The Prison Litigation Reform Act requires that federal prisoners suing under Bivens must exhaust inmate grievance procedures, just as state prisoners must exhaust available administrative processes prior to instituting a § 1983 suit. 42 U.S.C. § 1997e(a); Porter v. Nussle, 534 U.S. 516, 524 (2002). The pertinent statute provides: "No action shall be brought with respect to prison conditions under [42 U.S.C. § 1983] or any other Federal law, by a prisoner confined in any jail, prison, or other correctional facility until such administrative remedies as are available are exhausted." 42 U.S.C. § 1997e(a). This language "naturally requires a prisoner to exhaust the grievance procedures offered, whether or not the possible responses cover the specific relief the prisoner demands." Booth v. Churner, 532 U.S. 731, 738 (2001). Generally, in order to satisfy the exhaustion requirement, the inmate must file a grievance raising the claim and pursue the grievance through all available levels of appeal, prior to bringing his or her action to court. See Woodford v. Ngo, 548 U.S. 81, 90 (2006). Additionally, the United States Supreme Court has instructed that section 1997e(a) "requires proper exhaustion." Id. at 93. The Supreme Court explained that "[p]roper exhaustion demands compliance with an agency's deadlines and other critical procedural rules, " id. at 90, "so that the agency addresses the issues on the merits.'" Id. (quoting Pozo v. McCaughtry, 286 F.3d 1022, 1024 (7th Cir. 2002)). The applicable prison rules "define the boundaries of proper exhaustion." See Jones v. Bock, 549 U.S. 199, 218 (2007). Exhaustion is mandatory, and courts lack discretion to waive the exhaustion requirement. Porter v. Nussle, 534 U.S. 516, 524 (2002).

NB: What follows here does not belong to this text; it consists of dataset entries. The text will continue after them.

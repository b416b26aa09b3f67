//! HTTP/2 frame types and utilities
//!
//! This module defines the frame types specified in RFC 7540 Section 6.
//! Encoding and decoding live in [`super::codec`].

use super::error::ErrorCode;
use super::settings::Settings;
use super::StreamId;
use bytes::Bytes;
use std::fmt;

/// Frame type octet (RFC 7540 Section 6)
#[derive(Debug, Clone, Copy, PartialEq, Eq)]
#[repr(u8)]
pub enum FrameType {
    Data = 0x0,
    Headers = 0x1,
    Priority = 0x2,
    RstStream = 0x3,
    Settings = 0x4,
    PushPromise = 0x5,
    Ping = 0x6,
    Goaway = 0x7,
    WindowUpdate = 0x8,
    Continuation = 0x9,
}

const FRAME_TYPES: [(FrameType, &str); 10] = [
    (FrameType::Data, "DATA"),
    (FrameType::Headers, "HEADERS"),
    (FrameType::Priority, "PRIORITY"),
    (FrameType::RstStream, "RST_STREAM"),
    (FrameType::Settings, "SETTINGS"),
    (FrameType::PushPromise, "PUSH_PROMISE"),
    (FrameType::Ping, "PING"),
    (FrameType::Goaway, "GOAWAY"),
    (FrameType::WindowUpdate, "WINDOW_UPDATE"),
    (FrameType::Continuation, "CONTINUATION"),
];

impl FrameType {
    pub fn as_u8(self) -> u8 {
        self as u8
    }

    /// Known frame types only; extension types yield `None` and are skipped
    pub fn from_u8(byte: u8) -> Option<Self> {
        FRAME_TYPES.get(byte as usize).map(|(frame_type, _)| *frame_type)
    }

    pub fn name(&self) -> &'static str {
        FRAME_TYPES[*self as usize].1
    }

    /// Frames that must be sent on stream 0
    pub fn is_connection_scoped(&self) -> bool {
        matches!(self, FrameType::Settings | FrameType::Ping | FrameType::Goaway)
    }
}

impl fmt::Display for FrameType {
    fn fmt(&self, f: &mut fmt::Formatter<'_>) -> fmt::Result {
        write!(f, "{} (0x{:x})", self.name(), self.as_u8())
    }
}

/// Flags octet of a frame header
///
/// Flag meanings depend on the frame type; `ACK` and `END_STREAM` share a bit.
#[derive(Debug, Clone, Copy, Default, PartialEq, Eq)]
pub struct FrameFlags(u8);

impl FrameFlags {
    pub const END_STREAM: u8 = 0x1;
    pub const ACK: u8 = 0x1;
    pub const END_HEADERS: u8 = 0x4;
    pub const PADDED: u8 = 0x8;
    pub const PRIORITY: u8 = 0x20;

    pub fn empty() -> Self {
        FrameFlags(0)
    }

    pub fn from_u8(flags: u8) -> Self {
        FrameFlags(flags)
    }

    pub fn as_u8(&self) -> u8 {
        self.0
    }

    pub fn set(&mut self, flag: u8) {
        self.0 |= flag;
    }

    pub fn is_set(&self, flag: u8) -> bool {
        self.0 & flag != 0
    }

    pub fn is_end_stream(&self) -> bool {
        self.is_set(Self::END_STREAM)
    }

    pub fn is_ack(&self) -> bool {
        self.is_set(Self::ACK)
    }

    pub fn is_end_headers(&self) -> bool {
        self.is_set(Self::END_HEADERS)
    }

    pub fn is_padded(&self) -> bool {
        self.is_set(Self::PADDED)
    }

    pub fn is_priority(&self) -> bool {
        self.is_set(Self::PRIORITY)
    }
}

/// A frame as it came off the wire: header fields plus undecoded payload
#[derive(Debug, Clone)]
pub struct Frame {
    pub frame_type: FrameType,
    pub flags: FrameFlags,
    pub stream_id: StreamId,
    pub payload: Bytes,
}

impl Frame {
    pub fn new(frame_type: FrameType, flags: FrameFlags, stream_id: StreamId, payload: Bytes) -> Self {
        Frame {
            frame_type,
            flags,
            stream_id,
            payload,
        }
    }

    pub fn payload_len(&self) -> usize {
        self.payload.len()
    }
}

/// DATA frame; `padding` is the pad length when PADDED is set
#[derive(Debug, Clone)]
pub struct DataFrame {
    pub stream_id: StreamId,
    pub data: Bytes,
    pub end_stream: bool,
    pub padding: Option<u8>,
}

impl DataFrame {
    pub fn new(stream_id: StreamId, data: Bytes, end_stream: bool) -> Self {
        DataFrame {
            stream_id,
            data,
            end_stream,
            padding: None,
        }
    }

    pub fn with_padding(mut self, padding: u8) -> Self {
        self.padding = Some(padding);
        self
    }

    /// Bytes this frame charges against flow-control windows
    ///
    /// The whole payload counts, including the pad length octet and padding.
    pub fn flow_controlled_length(&self) -> usize {
        let padding = self.padding.map_or(0, |pad_len| 1 + pad_len as usize);
        self.data.len() + padding
    }
}

/// HEADERS frame carrying one header block fragment
#[derive(Debug, Clone)]
pub struct HeadersFrame {
    pub stream_id: StreamId,
    pub header_block: Bytes,
    pub end_stream: bool,
    pub end_headers: bool,
    pub priority: Option<PrioritySpec>,
    pub padding: Option<u8>,
}

impl HeadersFrame {
    pub fn new(stream_id: StreamId, header_block: Bytes, end_stream: bool, end_headers: bool) -> Self {
        HeadersFrame {
            stream_id,
            header_block,
            end_stream,
            end_headers,
            priority: None,
            padding: None,
        }
    }

    pub fn with_priority(mut self, priority: PrioritySpec) -> Self {
        self.priority = Some(priority);
        self
    }

    pub fn with_padding(mut self, padding: u8) -> Self {
        self.padding = Some(padding);
        self
    }
}

/// Stream dependency as carried by PRIORITY and prioritized HEADERS
///
/// `weight` holds the wire octet, which is one less than the effective weight.
#[derive(Debug, Clone, Copy, PartialEq, Eq)]
pub struct PrioritySpec {
    pub stream_dependency: StreamId,
    pub exclusive: bool,
    pub weight: u8,
}

impl PrioritySpec {
    pub fn new(stream_dependency: StreamId, exclusive: bool, weight: u8) -> Self {
        PrioritySpec {
            stream_dependency,
            exclusive,
            weight,
        }
    }

    /// Weight used for scheduling, 1-256
    pub fn effective_weight(&self) -> u16 {
        u16::from(self.weight) + 1
    }
}

#[derive(Debug, Clone, Copy)]
pub struct PriorityFrame {
    pub stream_id: StreamId,
    pub priority: PrioritySpec,
}

#[derive(Debug, Clone, Copy)]
pub struct RstStreamFrame {
    pub stream_id: StreamId,
    pub error_code: ErrorCode,
}

/// SETTINGS frame; an ACK carries no parameters
#[derive(Debug, Clone)]
pub struct SettingsFrame {
    pub ack: bool,
    pub settings: Settings,
}

impl SettingsFrame {
    pub fn new(settings: Settings) -> Self {
        SettingsFrame { ack: false, settings }
    }

    pub fn ack() -> Self {
        SettingsFrame {
            ack: true,
            settings: Settings::default(),
        }
    }
}

#[derive(Debug, Clone, Copy)]
pub struct PingFrame {
    pub ack: bool,
    pub data: [u8; 8],
}

impl PingFrame {
    pub fn new(data: [u8; 8]) -> Self {
        PingFrame { ack: false, data }
    }

    /// Reply echoing the peer's opaque data
    pub fn ack(data: [u8; 8]) -> Self {
        PingFrame { ack: true, data }
    }
}

#[derive(Debug, Clone)]
pub struct GoawayFrame {
    pub last_stream_id: StreamId,
    pub error_code: ErrorCode,
    pub debug_data: Bytes,
}

impl GoawayFrame {
    pub fn new(last_stream_id: StreamId, error_code: ErrorCode, debug_data: Bytes) -> Self {
        GoawayFrame {
            last_stream_id,
            error_code,
            debug_data,
        }
    }
}

/// WINDOW_UPDATE frame; stream 0 targets the connection window
#[derive(Debug, Clone, Copy)]
pub struct WindowUpdateFrame {
    pub stream_id: StreamId,
    pub size_increment: u32,
}

impl WindowUpdateFrame {
    pub fn new(stream_id: StreamId, size_increment: u32) -> Self {
        WindowUpdateFrame {
            stream_id,
            size_increment,
        }
    }
}

#[derive(Debug, Clone)]
pub struct ContinuationFrame {
    pub stream_id: StreamId,
    pub header_block: Bytes,
    pub end_headers: bool,
}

In addition, "[ujnder the plain language of section 1997e(a), an inmate must exhaust administrative remedies before filing suit in federal court.... If exhaustion was not completed at the time of filing, dismissal is mandatory." Johnson v. Jones, 340 F.3d 624, 627 (8th Cir. 2003). "[E]xhaustion pendente lite undermines the objectives of section 1997e(a) and... the language of section 1997e(a) clearly contemplates exhaustion prior to the commencement of the action as an indispensable requirement, thus requiring outright dismissal of such actions...." Id. at 628.

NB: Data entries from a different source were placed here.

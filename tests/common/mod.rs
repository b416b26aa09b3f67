//! Raw HTTP/2 client and recording consumers shared by the integration tests

#![allow(dead_code)]

use bytes::Bytes;
use h2channel::http::h2::codec::FrameCodec;
use h2channel::http::h2::error::{Error, ErrorCode};
use h2channel::http::h2::frames::*;
use h2channel::http::h2::settings::Settings;
use h2channel::http::h2::{
    BufferedTransport, ConnectionConfig, H2Connection, RequestConsumer, RequestFactory, StreamId, StreamIo,
    CONNECTION_PREFACE,
};
use std::cell::RefCell;
use std::collections::HashMap;
use std::rc::Rc;

/// Route library logs to the test output; filter with RUST_LOG
pub fn init_tracing() {
    let _ = tracing_subscriber::fmt()
        .with_env_filter(tracing_subscriber::EnvFilter::from_default_env())
        .with_test_writer()
        .try_init();
}

/// A frame the client decoded from server output
#[derive(Debug, Clone, PartialEq)]
pub enum Received {
    Headers {
        stream_id: StreamId,
        fields: Vec<(String, String)>,
        end_stream: bool,
    },
    Data {
        stream_id: StreamId,
        data: Bytes,
        end_stream: bool,
    },
    Reset {
        stream_id: StreamId,
        error_code: ErrorCode,
    },
    Settings {
        ack: bool,
    },
    WindowUpdate {
        stream_id: StreamId,
        increment: u32,
    },
    GoAway {
        last_stream_id: StreamId,
        error_code: ErrorCode,
    },
    Ping {
        ack: bool,
        data: [u8; 8],
    },
    Other(FrameType),
}

impl Received {
    pub fn status(&self) -> Option<&str> {
        match self {
            Received::Headers { fields, .. } => fields
                .iter()
                .find(|(name, _)| name == ":status")
                .map(|(_, value)| value.as_str()),
            _ => None,
        }
    }
}

/// Minimal HTTP/2 client speaking raw frames
pub struct Client {
    encoder: hpack::Encoder<'static>,
    decoder: hpack::Decoder<'static>,
    codec: FrameCodec,
    pending_headers: Option<(StreamId, Vec<u8>, bool)>,
}

impl Client {
    pub fn new() -> Self {
        Client {
            encoder: hpack::Encoder::new(),
            decoder: hpack::Decoder::new(),
            codec: FrameCodec::new(),
            pending_headers: None,
        }
    }

    /// Connection preface followed by our SETTINGS
    pub fn preface(&self, settings: Settings) -> Vec<u8> {
        let mut out = CONNECTION_PREFACE.to_vec();
        out.extend_from_slice(&FrameCodec::encode_settings_frame(&SettingsFrame::new(settings)));
        out
    }

    pub fn request(
        &mut self,
        stream_id: StreamId,
        method: &str,
        path: &str,
        extra: &[(&str, &str)],
        end_stream: bool,
    ) -> Bytes {
        self.request_with_priority(stream_id, method, path, extra, end_stream, None)
    }

    pub fn request_with_priority(
        &mut self,
        stream_id: StreamId,
        method: &str,
        path: &str,
        extra: &[(&str, &str)],
        end_stream: bool,
        priority: Option<PrioritySpec>,
    ) -> Bytes {
        let mut fields: Vec<(&[u8], &[u8])> = vec![
            (&b":method"[..], method.as_bytes()),
            (&b":scheme"[..], &b"http"[..]),
            (&b":path"[..], path.as_bytes()),
            (&b":authority"[..], &b"example.com"[..]),
        ];
        fields.extend(extra.iter().map(|(name, value)| (name.as_bytes(), value.as_bytes())));
        let block = Bytes::from(self.encoder.encode(fields));

        let mut frame = HeadersFrame::new(stream_id, block, end_stream, true);
        if let Some(priority) = priority {
            frame = frame.with_priority(priority);
        }
        FrameCodec::encode_headers_frame(&frame)
    }

    pub fn data(stream_id: StreamId, data: &[u8], end_stream: bool) -> Bytes {
        FrameCodec::encode_data_frame(&DataFrame::new(stream_id, Bytes::copy_from_slice(data), end_stream))
    }

    pub fn window_update(stream_id: StreamId, increment: u32) -> Bytes {
        FrameCodec::encode_window_update_frame(&WindowUpdateFrame::new(stream_id, increment))
    }

    pub fn reset(stream_id: StreamId, error_code: ErrorCode) -> Bytes {
        FrameCodec::encode_rst_stream_frame(&RstStreamFrame { stream_id, error_code })
    }

    pub fn priority(stream_id: StreamId, depends_on: StreamId, exclusive: bool, weight: u8) -> Bytes {
        FrameCodec::encode_priority_frame(&PriorityFrame {
            stream_id,
            priority: PrioritySpec::new(depends_on, exclusive, weight),
        })
    }

    pub fn ping(data: [u8; 8]) -> Bytes {
        FrameCodec::encode_ping_frame(&PingFrame::new(data))
    }

    pub fn goaway(last_stream_id: StreamId, error_code: ErrorCode) -> Bytes {
        FrameCodec::encode_goaway_frame(&GoawayFrame::new(last_stream_id, error_code, Bytes::new()))
    }

    /// Decode whatever complete frames `bytes` finishes
    pub fn read(&mut self, bytes: &[u8]) -> Vec<Received> {
        self.codec.feed(bytes);
        let mut received = Vec::new();
        while let Some(frame) = self.codec.next_frame(16_777_215).unwrap() {
            if let Some(item) = self.decode(frame) {
                received.push(item);
            }
        }
        received
    }

    fn decode(&mut self, frame: Frame) -> Option<Received> {
        let item = match frame.frame_type {
            FrameType::Headers => {
                let headers = FrameCodec::decode_headers(&frame).unwrap();
                let pending = (headers.stream_id, headers.header_block.to_vec(), headers.end_stream);
                if !headers.end_headers {
                    self.pending_headers = Some(pending);
                    return None;
                }
                self.finish_headers(pending)
            }
            FrameType::Continuation => {
                let continuation = FrameCodec::decode_continuation(&frame).unwrap();
                let mut pending = self.pending_headers.take().expect("CONTINUATION without HEADERS");
                pending.1.extend_from_slice(&continuation.header_block);
                if !continuation.end_headers {
                    self.pending_headers = Some(pending);
                    return None;
                }
                self.finish_headers(pending)
            }
            FrameType::Data => {
                let data = FrameCodec::decode_data(&frame).unwrap();
                Received::Data {
                    stream_id: data.stream_id,
                    data: data.data,
                    end_stream: data.end_stream,
                }
            }
            FrameType::RstStream => {
                let rst = FrameCodec::decode_rst_stream(&frame).unwrap();
                Received::Reset {
                    stream_id: rst.stream_id,
                    error_code: rst.error_code,
                }
            }
            FrameType::Settings => Received::Settings {
                ack: frame.flags.is_ack(),
            },
            FrameType::WindowUpdate => {
                let update = FrameCodec::decode_window_update(&frame).unwrap();
                Received::WindowUpdate {
                    stream_id: update.stream_id,
                    increment: update.size_increment,
                }
            }
            FrameType::Goaway => {
                let goaway = FrameCodec::decode_goaway(&frame).unwrap();
                Received::GoAway {
                    last_stream_id: goaway.last_stream_id,
                    error_code: goaway.error_code,
                }
            }
            FrameType::Ping => {
                let ping = FrameCodec::decode_ping(&frame).unwrap();
                Received::Ping {
                    ack: ping.ack,
                    data: ping.data,
                }
            }
            other => Received::Other(other),
        };
        Some(item)
    }

    fn finish_headers(&mut self, (stream_id, block, end_stream): (StreamId, Vec<u8>, bool)) -> Received {
        let fields = self
            .decoder
            .decode(&block)
            .unwrap()
            .into_iter()
            .map(|(name, value)| (String::from_utf8(name).unwrap(), String::from_utf8(value).unwrap()))
            .collect();
        Received::Headers {
            stream_id,
            fields,
            end_stream,
        }
    }
}

/// Everything a recording consumer saw for one stream
#[derive(Debug, Default, Clone)]
pub struct StreamLog {
    pub headers: Vec<(String, String)>,
    pub length: Option<Option<u64>>,
    pub chunks: Vec<Bytes>,
    pub requests: Vec<(String, String, String)>,
    pub lost: Vec<String>,
}

impl StreamLog {
    pub fn header(&self, name: &str) -> Option<&str> {
        self.headers
            .iter()
            .find(|(n, _)| n == name)
            .map(|(_, v)| v.as_str())
    }

    pub fn body(&self) -> Vec<u8> {
        self.chunks.iter().flat_map(|c| c.iter().copied()).collect()
    }
}

pub type Logs = Rc<RefCell<HashMap<StreamId, StreamLog>>>;

pub type RequestHook = Rc<dyn Fn(&mut StreamIo<'_>)>;
pub type ChunkHook = Rc<dyn Fn(&mut StreamIo<'_>, &Bytes)>;

/// Consumer that logs every callback and runs optional hooks
pub struct Recorder {
    stream_id: StreamId,
    logs: Logs,
    on_request: Option<RequestHook>,
    on_chunk: Option<ChunkHook>,
}

impl Recorder {
    fn log(&self, f: impl FnOnce(&mut StreamLog)) {
        f(self.logs.borrow_mut().entry(self.stream_id).or_default());
    }
}

impl RequestConsumer for Recorder {
    fn add_header(&mut self, name: &str, value: &str) {
        self.log(|log| log.headers.push((name.to_string(), value.to_string())));
    }

    fn got_length(&mut self, length: Option<u64>) {
        self.log(|log| log.length = Some(length));
    }

    fn handle_content_chunk(&mut self, io: &mut StreamIo<'_>, data: Bytes) {
        self.log(|log| log.chunks.push(data.clone()));
        if let Some(hook) = &self.on_chunk {
            hook(io, &data);
        }
    }

    fn request_received(&mut self, io: &mut StreamIo<'_>, method: &str, path: &str, version: &str) {
        self.log(|log| {
            log.requests
                .push((method.to_string(), path.to_string(), version.to_string()))
        });
        if let Some(hook) = &self.on_request {
            hook(io);
        }
    }

    fn connection_lost(&mut self, reason: &Error) {
        self.log(|log| log.lost.push(reason.to_string()));
    }
}

/// Factory building [`Recorder`]s that share `logs`
pub fn recorder_factory(
    logs: Logs,
    on_request: Option<RequestHook>,
    on_chunk: Option<ChunkHook>,
) -> impl RequestFactory {
    move |stream_id: StreamId, _queued: bool| -> Box<dyn RequestConsumer> {
        Box::new(Recorder {
            stream_id,
            logs: Rc::clone(&logs),
            on_request: on_request.clone(),
            on_chunk: on_chunk.clone(),
        })
    }
}

pub type TestConnection = H2Connection<BufferedTransport>;

/// Connection past the handshake, with the client's settings applied
pub fn connect_with(
    factory: impl RequestFactory + 'static,
    config: ConnectionConfig,
    client_settings: Settings,
) -> (TestConnection, Client) {
    init_tracing();
    let mut client = Client::new();
    let mut connection = H2Connection::new(BufferedTransport::new(), factory, config);
    connection.connection_made();

    let preface = client.preface(client_settings);
    connection.data_received(&preface);
    connection.run_pending();

    let handshake = client.read(&connection.transport_mut().take_written());
    assert!(handshake.contains(&Received::Settings { ack: false }));
    assert!(handshake.contains(&Received::Settings { ack: true }));
    (connection, client)
}

pub fn connect(factory: impl RequestFactory + 'static) -> (TestConnection, Client) {
    connect_with(factory, ConnectionConfig::default(), Settings::new())
}

/// Feed `bytes`, run due tasks and decode the server's output
pub fn exchange(connection: &mut TestConnection, client: &mut Client, bytes: &[u8]) -> Vec<Received> {
    connection.data_received(bytes);
    pump(connection, client)
}

/// Run due tasks and decode the server's output
pub fn pump(connection: &mut TestConnection, client: &mut Client) -> Vec<Received> {
    connection.run_pending();
    client.read(&connection.transport_mut().take_written())
}

/// Concatenated DATA payload for a stream, and whether it ended
pub fn body_of(received: &[Received], stream_id: StreamId) -> (Vec<u8>, bool) {
    let mut body = Vec::new();
    let mut ended = false;
    for item in received {
        match item {
            Received::Data {
                stream_id: id,
                data,
                end_stream,
            } if *id == stream_id => {
                body.extend_from_slice(data);
                ended |= *end_stream;
            }
            Received::Headers {
                stream_id: id,
                end_stream,
                ..
            } if *id == stream_id => ended |= *end_stream,
            _ => {}
        }
    }
    (body, ended)
}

McManus failed to exhaust his administrative remedies for any of his claims prior to filing this action on July 18, 2013. See Robinson v. Johnson, No. 3:07cv449, 2009 WL 874530, at *7 (E.D. Va. Mar. 26, 2009) (citations omitted). Thus, "under the plain language of 1997(e)... dismissal is mandatory." Id. at 627. McManus fails to offer any persuasive argument demonstrating that the exhaustion requirement should be excused.

At most, McManus argues that "he made every attempt to have his remedy addressed" and"made every attempt to comply with the applicable procedural rules and never attempted to circumvent any institutional procedure." (Br. Opp'n 3.) He claims the "circumstances of this complaint should allow him to proceed with his legal action or afford him the opportunity to resolve the administrative remedy process." ( Id. ) McManus's administrative remedy requests were pursued after he filed this action and are thus irrelevant to the exhaustion inquiry. See Johnson, 340 F.3d at 628. Moreover, McManus's "[a]iry generalities [and] conclusory assertions" that he made every effort to exhaust "[do] not suffice to stave off summary judgment." United States v. Roane, 378 F.3d 382, 400-01 (4th Cir. 2004) (internal quotation marks omitted) (first and third alteration in original) (citations omitted).[8] Accordingly, the Motion for Summary Judgment (ECF No. 34) will be granted and the action will be dismissed without prejudice.

An appropriate Order shall accompany this Memorandum Opinion.